7th Preview of She’s Not the Man I Married

Excerpt from the last chapter, Chapter 7 – Love Is a Many Gendered Thing:

Too often, I’ve tried to predict the future. I’ve tried to understand “transsexualism” as if it were a monolithic thing, but it’s very subjective, and it’s described by good writers who happen to be transsexual in very different ways. Jenny Boylan calls it “a knife wound”; Dallas Denny describes it as a pebble in her shoe.[19] Another friend once remarked glibly that for her it was just like wearing the wrong shoes, so she got new ones. So which is it? I can’t figure out how all of these can be true, or which is most accurate in describing Betty’s feelings about her own transness. Clearly, different people experience transness differently and the same person may experience it in different ways at different times in his or her life. The standard notion of a “man trapped in a woman’s body/woman trapped in a man’s body” strikes me as the most simplistic explanation ever. That shorthand might be useful for people who need to know only a little, just in case their good manners fail them and they decide to treat a trans person they work with like a nonentity.

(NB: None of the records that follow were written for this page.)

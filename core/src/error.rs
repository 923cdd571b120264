use thiserror::Error;

/// Failures reported by a [`BusAdapter`](crate::bus::BusAdapter).
#[derive(Debug, Clone, Error, PartialEq, Eq)]
pub enum BusError {
    #[error("Bus is unavailable: {0}")]
    Unavailable(String),

    #[error("Bus rejected the update: {0}")]
    Rejected(String),

    #[error("Subscription to {0} is closed")]
    SubscriptionClosed(String),

    #[error("Serialization error: {0}")]
    Serialization(String),
}

impl From<serde_json::Error> for BusError {
    fn from(err: serde_json::Error) -> Self {
        BusError::Serialization(err.to_string())
    }
}

/// Reasons a channel path does not have the expected hierarchical shape.
#[derive(Debug, Clone, Error, PartialEq, Eq)]
pub enum PathError {
    #[error("path `{path}` has {found} segments, at least {min} required")]
    TooShort {
        path: String,
        found: usize,
        min: usize,
    },

    #[error("path `{path}` must start with `{root}`")]
    WrongRoot { path: String, root: String },

    #[error("path `{0}` contains an empty segment")]
    EmptySegment(String),
}
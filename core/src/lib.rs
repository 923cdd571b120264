pub mod bus;
pub mod companion;
pub mod delta;
pub mod error;
pub mod memory;
pub mod path;
pub mod source;

pub use bus::{BusAdapter, BusEvent, Subscription, leaf_value};
pub use companion::{CompanionField, CompanionKind, CompanionSpec};
pub use delta::{Delta, PathValue};
pub use error::{BusError, PathError};
pub use memory::MemoryBus;
pub use path::ChannelPath;
pub use source::SourceMeta;

pub mod prelude {
    pub use crate::bus::{BusAdapter, BusEvent, Subscription};
    pub use crate::delta::{Delta, PathValue};
    pub use crate::error::{BusError, PathError};
    pub use crate::memory::MemoryBus;
    pub use crate::path::ChannelPath;
    pub use crate::source::SourceMeta;
}
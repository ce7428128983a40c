use thiserror::Error;

/// Failures surfaced by store operations. The Display strings are the exact
/// messages the HTTP layer puts on the wire.
#[derive(Debug, Error, PartialEq, Eq)]
pub enum ServiceError {
    #[error("Request body is empty")]
    EmptyBody,
    #[error("Invalid JSON")]
    InvalidJson,
    #[error("Missing course ID or title")]
    Validation,
    #[error("Course not found")]
    NotFound,
}
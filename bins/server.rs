use dotenvy::dotenv;
use tracing::{error, info};
use uuid::Uuid;

fn init_logging() {
    // Load .env early so RUST_LOG / LOG_FORMAT from the file take effect.
    dotenv().ok();
    match std::env::var("LOG_FORMAT").as_deref() {
        Ok("json") => common::utils::logging::init_logging_json(),
        _ => common::utils::logging::init_logging_default(),
    }
    info!(service = "course-api", event = "logger_init", "tracing subscriber initialized");
}

fn main() -> std::process::ExitCode {
    init_logging();

    let service_id = Uuid::new_v4();
    let pid = std::process::id();
    let version = env!("CARGO_PKG_VERSION");

    // Panics from worker tasks still reach the log stream.
    std::panic::set_hook(Box::new({
        let service_id = service_id;
        move |info| {
            error!(
                service = "course-api",
                event = "panic",
                %service_id,
                pid,
                message = %info,
                "unhandled panic occurred"
            );
        }
    }));

    // Thread count comes from config.toml when present, else TOKIO_WORKER_THREADS.
    let worker_threads = match configs::AppConfig::load_and_validate() {
        Ok(cfg) => cfg.server.worker_threads,
        Err(_) => std::env::var("TOKIO_WORKER_THREADS")
            .ok()
            .and_then(|v| v.parse::<usize>().ok()),
    };

    let mut builder = tokio::runtime::Builder::new_multi_thread();
    builder.enable_all();
    if let Some(w) = worker_threads {
        builder.worker_threads(w);
    }

    let rt = match builder.build() {
        Ok(rt) => rt,
        Err(e) => {
            error!(
                service = "course-api",
                event = "runtime_build_failed",
                error = %e,
                "failed to build tokio runtime"
            );
            return std::process::ExitCode::FAILURE;
        }
    };

    info!(
        service = "course-api",
        event = "start",
        %service_id,
        pid,
        version,
        threads = worker_threads.unwrap_or_default(),
        "course api starting"
    );

    rt.block_on(async move {
        let server_task = tokio::spawn(async move {
            if let Err(e) = server::run().await {
                error!(
                    service = "course-api",
                    event = "run_failed",
                    error = %e,
                    "server::run returned error"
                );
                Err(e)
            } else {
                Ok(())
            }
        });

        tokio::select! {
            res = server_task => match res {
                Ok(Ok(())) => {
                    info!(service = "course-api", event = "stop", %service_id, pid, "server stopped normally");
                    std::process::ExitCode::SUCCESS
                }
                // bind/serve failure was already logged inside the task
                Ok(Err(_)) => std::process::ExitCode::FAILURE,
                Err(e) => {
                    error!(service = "course-api", event = "task_join_error", error = %e, "server task join error");
                    std::process::ExitCode::FAILURE
                }
            },
            _ = tokio::signal::ctrl_c() => {
                info!(service = "course-api", event = "shutdown_signal", %service_id, pid, "received Ctrl+C, shutting down");
                std::process::ExitCode::SUCCESS
            }
        }
    })
}
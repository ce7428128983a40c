use anyhow::anyhow;
use anyhow::Result;
use serde::Deserialize;

#[derive(Debug, Clone, Deserialize, Default)]
pub struct AppConfig {
    #[serde(default)]
    pub server: ServerConfig,
}

#[derive(Debug, Clone, Deserialize)]
pub struct ServerConfig {
    pub host: String,
    pub port: u16,
    #[serde(default)]
    pub worker_threads: Option<usize>,
}

impl Default for ServerConfig {
    fn default() -> Self {
        Self {
            host: "127.0.0.1".into(),
            port: 3000,
            worker_threads: Some(4),
        }
    }
}

pub fn load_default() -> Result<AppConfig> {
    let path = std::env::var("CONFIG_PATH").unwrap_or_else(|_| "config.toml".to_string());
    load_from_file(&path)
}

pub fn load_from_file(path: &str) -> Result<AppConfig> {
    let content = std::fs::read_to_string(path)?;
    let cfg: AppConfig = toml::from_str(&content)?;
    Ok(cfg)
}

impl AppConfig {
    pub fn load_and_validate() -> Result<Self> {
        let mut cfg = load_default()?;
        cfg.normalize_and_validate()?;
        Ok(cfg)
    }

    pub fn normalize_and_validate(&mut self) -> Result<()> {
        self.server.normalize()
    }
}

impl ServerConfig {
    fn normalize(&mut self) -> Result<()> {
        if self.host.trim().is_empty() {
            self.host = "127.0.0.1".to_string();
        }
        if self.port == 0 {
            return Err(anyhow!("server.port must be nonzero"));
        }
        if self.worker_threads.unwrap_or(0) == 0 {
            self.worker_threads = Some(4);
        }
        Ok(())
    }
}
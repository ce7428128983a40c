use std::sync::Arc;

use axum::{
    body::Bytes,
    extract::{Path, State},
    http::StatusCode,
    routing::{delete, get, post, put},
    Json, Router,
};
use tower_http::{
    cors::CorsLayer,
    trace::{DefaultMakeSpan, DefaultOnFailure, DefaultOnRequest, DefaultOnResponse, TraceLayer},
};
use tracing::Level;

use service::courses::{Course, CourseStore};

use crate::errors::ApiError;

/// Shared handler state; cheap to clone per request.
#[derive(Clone)]
pub struct ServerState {
    pub courses: Arc<CourseStore>,
}

async fn home() -> &'static str {
    "📚 Welcome to the Course API"
}

async fn get_all(State(state): State<ServerState>) -> Json<Vec<Course>> {
    Json(state.courses.list().await)
}

async fn get_one(
    State(state): State<ServerState>,
    Path(id): Path<String>,
) -> Result<Json<Course>, ApiError> {
    let course = state.courses.get(&id).await?;
    Ok(Json(course))
}

/// Bodies arrive as raw bytes so the store's decode pipeline owns the whole
/// 400 taxonomy; a `Json` extractor would report rejections in its own
/// format and lose the empty-body case.
async fn create(
    State(state): State<ServerState>,
    body: Bytes,
) -> Result<(StatusCode, Json<Course>), ApiError> {
    let course = state.courses.create(&body).await?;
    Ok((StatusCode::CREATED, Json(course)))
}

async fn update(
    State(state): State<ServerState>,
    Path(id): Path<String>,
    body: Bytes,
) -> Result<Json<Course>, ApiError> {
    let course = state.courses.update(&id, &body).await?;
    Ok(Json(course))
}

async fn remove(
    State(state): State<ServerState>,
    Path(id): Path<String>,
) -> Result<Json<serde_json::Value>, ApiError> {
    state.courses.delete(&id).await?;
    Ok(Json(
        serde_json::json!({"message": "Course deleted successfully"}),
    ))
}

/// Build the full application router with CORS and request tracing applied.
pub fn build_router(state: ServerState, cors: CorsLayer) -> Router {
    Router::new()
        .route("/", get(home))
        .route("/getall", get(get_all))
        .route("/getone/:id", get(get_one))
        .route("/create", post(create))
        .route("/update/:id", put(update))
        .route("/delete/:id", delete(remove))
        .with_state(state)
        .layer(cors)
        .layer(
            TraceLayer::new_for_http()
                .make_span_with(
                    DefaultMakeSpan::new()
                        .level(Level::INFO)
                        .include_headers(false),
                )
                .on_request(DefaultOnRequest::new().level(Level::INFO))
                .on_response(
                    DefaultOnResponse::new()
                        .level(Level::INFO)
                        .include_headers(false),
                )
                .on_failure(DefaultOnFailure::new().level(Level::ERROR)),
        )
}
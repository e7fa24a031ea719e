//! Integration tests for project document collection

use pal::{load_documents, Document, DocumentScanner, ScanError};
use std::collections::BTreeMap;
use std::fs;
use std::path::Path;
use tempfile::TempDir;

const PNG_BYTES: &[u8] = b"\x89PNG\r\n\x1a\n\x00\x00\x00\rIHDR\x00\x00\x00\x10\x00\x00\x00\x10\x08\x06\x00\x00\x00\x1f\xf3\xffa\x00\x00\x00\x01sRGB\x00\xae\xce\x1c\xe9\x00\x00\x00\x04gAMA\x00\x00\xb1\x8f\x0b\xfca\x05\x00\x00\x00\tpHYs\x00\x00\x0e\xc3\x00\x00\x0e\xc3\x01\xc7o\xa8d\x00\x00\x00\x0cIDAT8Oc\xf8\xff\xff?\x03\x00\x05\xfe\x02\xfe\xdc\xccY\xe7\x00\x00\x00\x00IEND\xaeB`\x82";

fn add_file(root: &Path, relative: &str, content: impl AsRef<[u8]>) {
    let path = root.join(relative);
    fs::create_dir_all(path.parent().unwrap()).unwrap();
    fs::write(path, content).unwrap();
}

fn by_path(documents: Vec<Document>) -> BTreeMap<String, String> {
    documents.into_iter().map(|doc| (doc.path, doc.content)).collect()
}

fn collect(root: &Path, excludes: &[&str], max_file_bytes: u64) -> BTreeMap<String, String> {
    let excludes: Vec<String> = excludes.iter().map(|s| s.to_string()).collect();
    by_path(load_documents(root, &excludes, max_file_bytes).unwrap())
}

#[test]
fn test_root_rules_exclude_matching_files() {
    let tmp = TempDir::new().unwrap();
    add_file(tmp.path(), "README.md", "Hello, world!");
    add_file(tmp.path(), "notes.txt", "scratch");
    add_file(tmp.path(), ".gitignore", "*.txt\n");

    let docs = collect(tmp.path(), &[], 10_000);
    assert_eq!(docs.get("README.md").map(String::as_str), Some("Hello, world!"));
    assert!(!docs.contains_key("notes.txt"));
}

#[test]
fn test_subdirectory_negation_reincludes_only_its_own_files() {
    let tmp = TempDir::new().unwrap();
    add_file(tmp.path(), ".gitignore", "*.txt\n");
    add_file(tmp.path(), "subdir/.gitignore", "!.aimportant.txt\n");
    add_file(tmp.path(), "subdir/.aimportant.txt", "should be included");
    add_file(tmp.path(), "subdir/other.txt", "should be excluded");
    add_file(tmp.path(), ".aimportant.txt", "root copy");

    let docs = collect(tmp.path(), &[], 10_000);
    assert_eq!(
        docs.get("subdir/.aimportant.txt").map(String::as_str),
        Some("should be included")
    );
    assert!(!docs.contains_key("subdir/other.txt"));
    assert!(!docs.contains_key(".aimportant.txt"));
}

#[test]
fn test_wildcard_rule_file_excludes_whole_directory() {
    let tmp = TempDir::new().unwrap();
    add_file(tmp.path(), "adir/.gitignore", "*");
    add_file(tmp.path(), "adir/plain.md", "nothing else ignores this");
    add_file(tmp.path(), "adir/deep/nested.rs", "fn f() {}");
    add_file(tmp.path(), "keep.md", "kept");

    let docs = collect(tmp.path(), &[], 10_000);
    assert_eq!(docs.keys().collect::<Vec<_>>(), ["keep.md"]);
}

#[test]
fn test_project_with_mixed_rules() {
    let tmp = TempDir::new().unwrap();
    let root = tmp.path();

    let mut included = BTreeMap::new();
    included.insert("README.md", "Hello, world!");
    included.insert("subdir/README.md", "");
    included.insert("src/main.go", "package main\n\nfunc main() {\n\tprintln(\"Hello, World!\")\n}");
    included.insert("subdir/.aimportant.txt", "should be included");
    included.insert(".gitignore", "*.txt\n*.sql\nnode_modules\nbuild");
    included.insert("subdir/.gitignore", "!.aimportant.txt\n");
    included.insert("subdir1/.gitignore", "*.log");

    let excluded = [
        ("subdir/backup.sql", ""),
        ("subdir/node_modules/leftPad.js", ""),
        ("subdir1/access.log", ""),
        ("subdir1/nested/access.log", ""),
        ("subdir2/config.xml", ""),
        (".git/hello.md", ""),
        ("build/compiled/bin/output.exe", ""),
        (".afile.txt", "should be excluded"),
        ("subdir/other.txt", "should be excluded"),
        ("adir/.gitignore", "*"),
    ];

    for (path, content) in &included {
        add_file(root, path, content);
    }
    for (path, content) in &excluded {
        add_file(root, path, content);
    }
    add_file(root, "image.png", PNG_BYTES);

    let docs = collect(root, &["*.xml"], 10_000);
    let expected: BTreeMap<String, String> =
        included.iter().map(|(k, v)| (k.to_string(), v.to_string())).collect();
    assert_eq!(docs, expected);
}

#[test]
fn test_size_limit_is_inclusive() {
    let tmp = TempDir::new().unwrap();
    add_file(tmp.path(), "exact.md", "a".repeat(100));
    add_file(tmp.path(), "over.md", "a".repeat(101));

    let docs = collect(tmp.path(), &[], 100);
    assert!(docs.contains_key("exact.md"));
    assert!(!docs.contains_key("over.md"));

    let docs = collect(tmp.path(), &[], 1);
    assert!(docs.is_empty());
}

#[test]
fn test_binary_files_are_skipped() {
    let tmp = TempDir::new().unwrap();
    add_file(tmp.path(), "image.png", PNG_BYTES);
    add_file(tmp.path(), "notes.md", "plain text, with ünïcödé");

    let docs = collect(tmp.path(), &[], 10_000);
    assert_eq!(docs.keys().collect::<Vec<_>>(), ["notes.md"]);
    assert_eq!(docs["notes.md"], "plain text, with ünïcödé");
}

#[test]
fn test_character_cut_by_sample_boundary_rejects_file() {
    let tmp = TempDir::new().unwrap();
    let mut content = vec![b'a'; 8 * 1024 - 1];
    content.extend_from_slice("é tail".as_bytes());
    add_file(tmp.path(), "split.md", &content);

    let mut aligned = vec![b'a'; 8 * 1024 - 2];
    aligned.extend_from_slice("é tail".as_bytes());
    add_file(tmp.path(), "aligned.md", &aligned);

    let docs = collect(tmp.path(), &[], 1_000_000);
    assert_eq!(docs.keys().collect::<Vec<_>>(), ["aligned.md"]);
}

#[test]
fn test_git_directory_cannot_be_reincluded() {
    let tmp = TempDir::new().unwrap();
    add_file(tmp.path(), ".git/HEAD", "ref: refs/heads/main\n");
    add_file(tmp.path(), ".pal/notes.md", "private");
    add_file(tmp.path(), ".gitignore", "!.git\n!.pal/\n");

    let docs = collect(tmp.path(), &["!.git/HEAD"], 10_000);
    assert_eq!(docs.keys().collect::<Vec<_>>(), [".gitignore"]);
}

#[test]
fn test_excluded_directory_rule_files_are_not_read() {
    let tmp = TempDir::new().unwrap();
    add_file(tmp.path(), ".gitignore", "vendor/\n");
    add_file(tmp.path(), "vendor/.gitignore", "!*\n");
    add_file(tmp.path(), "vendor/lib.rs", "pub fn f() {}");

    let mut scanner = DocumentScanner::new(tmp.path().to_path_buf());
    let docs = by_path(scanner.scan().unwrap());

    assert_eq!(docs.keys().collect::<Vec<_>>(), [".gitignore"]);
    assert_eq!(scanner.stats().dirs_pruned, 1);
    assert_eq!(scanner.stats().rule_files_loaded, 1);
}

#[test]
fn test_extra_patterns_precede_rule_files() {
    let tmp = TempDir::new().unwrap();
    add_file(tmp.path(), "generated.rs", "// generated");
    add_file(tmp.path(), "docs/generated.rs", "// documented");
    add_file(tmp.path(), "docs/.gitignore", "!generated.rs\n");

    let docs = collect(tmp.path(), &["generated.rs"], 10_000);
    assert!(!docs.contains_key("generated.rs"));
    assert!(docs.contains_key("docs/generated.rs"));
}

#[test]
fn test_missing_root_is_an_error() {
    let tmp = TempDir::new().unwrap();
    let err = load_documents(tmp.path().join("nope"), &[], 10_000).unwrap_err();
    assert!(matches!(err, ScanError::Root { .. }));
}

#[test]
fn test_empty_project_yields_no_documents() {
    let tmp = TempDir::new().unwrap();
    assert!(load_documents(tmp.path(), &[], 10_000).unwrap().is_empty());
}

People who don’t have a personal relationship with someone trans don’t need to know much more than “you knew her as Laura, and now you can call him Larry” and move on. But people have all sorts of moral indignations and crazy beliefs that what they think about something gives them the right to treat other people like crap. But in a world where it seems more important to self-righteous types that foster children go without homes than to let gay people rear them, I really shouldn’t be that surprised.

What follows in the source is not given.